In addition, we tested re-entrainment of the circadian rhythm. For this purpose, light/dark (LD)-entrained cells were subjected to two cycles of 5 h phase-advanced light/dark cycles of violet, blue, or red light, and then released into DD for determination of their circadian phase (Fig 3C). In the WT strain, the bioluminescence rhythm was advanced for 4.1 to 5.4 h compared to dark controls in all light qualities tested (Fig 3D and 3E), indicating that the circadian clock re-entrained to new LD cycles. However, re-entrainment was clearly inhibited in the b16 mutant in red and weaker violet light conditions (Fig 3D and 3E). These results indicate that the phase-resetting of the circadian clock by red and violet light are impaired in the b16 mutant.
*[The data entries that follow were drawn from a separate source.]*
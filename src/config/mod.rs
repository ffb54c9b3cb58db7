//! # Layout Constants
//!
//! The margin, gap and shadow proportions used by the board layout. The
//! defaults reproduce the classic board look; callers that want a tighter or
//! looser board pass their own [`LayoutConfig`] to
//! [`BoardLayoutEngine::with_config`](crate::layout::BoardLayoutEngine::with_config).

use serde::{Deserialize, Serialize};

use crate::error::{LayoutError, Result};

#[derive(Debug, Clone, Copy, PartialEq, Serialize, Deserialize)]
#[serde(rename_all = "camelCase", default)]
pub struct LayoutConfig {
    /// Free space around the board image, as a fraction of the shorter
    /// stage side.
    pub stage_margin_fraction: f64,
    /// Border between the coordinate-label region and the board image edge,
    /// as a fraction of the label region's shorter side.
    pub board_image_margin_fraction: f64,
    /// Gap between neighbouring stones, as a fraction of the grid unit.
    pub stone_gap_fraction: f64,
    /// Stone shadow blur radius is `stone_size / shadow_radius_divisor`.
    pub shadow_radius_divisor: f64,
    /// Stone shadow offset is `stone_size / shadow_offset_divisor`.
    pub shadow_offset_divisor: f64,
    /// Grid line thickness as a fraction of the grid unit.
    pub grid_line_thickness_fraction: f64,
    /// Grid lines never get thinner than this many pixels.
    pub min_grid_line_thickness: f64,
    /// Board image drop shadow offset, as a fraction of the shorter stage side.
    pub board_shadow_offset_fraction: f64,
}

impl Default for LayoutConfig {
    fn default() -> Self {
        Self {
            stage_margin_fraction: 0.02,
            board_image_margin_fraction: 0.01,
            stone_gap_fraction: 0.01,
            shadow_radius_divisor: 8.0,
            shadow_offset_divisor: 16.0,
            grid_line_thickness_fraction: 0.04,
            min_grid_line_thickness: 1.0,
            board_shadow_offset_fraction: 0.005,
        }
    }
}

impl LayoutConfig {
    /// Fractions must be finite and in `[0, 1)`, divisors finite and
    /// positive, the minimum line thickness finite and non-negative.
    pub fn validate(&self) -> Result<()> {
        let fractions = [
            ("stageMarginFraction", self.stage_margin_fraction),
            ("boardImageMarginFraction", self.board_image_margin_fraction),
            ("stoneGapFraction", self.stone_gap_fraction),
            ("gridLineThicknessFraction", self.grid_line_thickness_fraction),
            ("boardShadowOffsetFraction", self.board_shadow_offset_fraction),
        ];
        for (name, value) in fractions {
            if !value.is_finite() || !(0.0..1.0).contains(&value) {
                return Err(LayoutError::InvalidConfig(format!(
                    "{name} must be in [0, 1), got {value}"
                )));
            }
        }

        let divisors = [
            ("shadowRadiusDivisor", self.shadow_radius_divisor),
            ("shadowOffsetDivisor", self.shadow_offset_divisor),
        ];
        for (name, value) in divisors {
            if !value.is_finite() || value <= 0.0 {
                return Err(LayoutError::InvalidConfig(format!(
                    "{name} must be positive, got {value}"
                )));
            }
        }

        if !self.min_grid_line_thickness.is_finite() || self.min_grid_line_thickness < 0.0 {
            return Err(LayoutError::InvalidConfig(format!(
                "minGridLineThickness must be non-negative, got {}",
                self.min_grid_line_thickness
            )));
        }
        Ok(())
    }
}

#[cfg(test)]
mod tests {
    use super::*;

    #[test]
    fn defaults_are_valid() {
        assert!(LayoutConfig::default().validate().is_ok());
    }

    #[test]
    fn partial_json_keeps_other_defaults() {
        let config: LayoutConfig = serde_json::from_str(r#"{ "stoneGapFraction": 0.05 }"#).unwrap();
        assert_eq!(config.stone_gap_fraction, 0.05);
        assert_eq!(config.stage_margin_fraction, 0.02);
        assert_eq!(config.shadow_radius_divisor, 8.0);
    }

    #[test]
    fn rejects_out_of_range_fraction() {
        let config = LayoutConfig {
            stone_gap_fraction: 1.5,
            ..Default::default()
        };
        let err = config.validate().unwrap_err();
        assert!(err.to_string().contains("stoneGapFraction"));
    }

    #[test]
    fn rejects_zero_divisor() {
        let config = LayoutConfig {
            shadow_offset_divisor: 0.0,
            ..Default::default()
        };
        assert!(matches!(config.validate(), Err(LayoutError::InvalidConfig(_))));
    }
}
Light-induced phosphorylation of ROC15 is impaired in b16
Next, we tested the effect of b16 mutation on several molecular aspects of ROC15. ROC15 is a nuclear protein that accumulates at night and is phosphorylated gradually in the darkness and is phosphorylated further after light exposure . To analyze ROC15 in a b16 background, we crossed b16 with a ROC15-HA strain that expresses a hemagglutinin (HA) epitope-tagged ROC15 . ROC15-HA was detected in the nucleus even in the b16 background (Fig 4A), indicating that the b16 mutation does not affect subcellular localization of ROC15. Western blot analysis of ROC15-HA from b16 cells in the darkness detected a broad band, which is indicative of phosphorylated ROC15  (Fig 4B, 0 min). However, no further mobility shift was observed in b16 after red and violet light pulses (Fig 4B, 5 and 10 min). These results suggest that light-induced phosphorylation of ROC15, but not dark phosphorylation, is impaired in b16. After the blue light pulse, however, the further mobility shift was observed in b16 as well as in the WT (Fig 4B). Taken together, these results indicate that b16 has a defect in a red and violet light signaling pathway at a step prior to or at ROC15 phosphorylation.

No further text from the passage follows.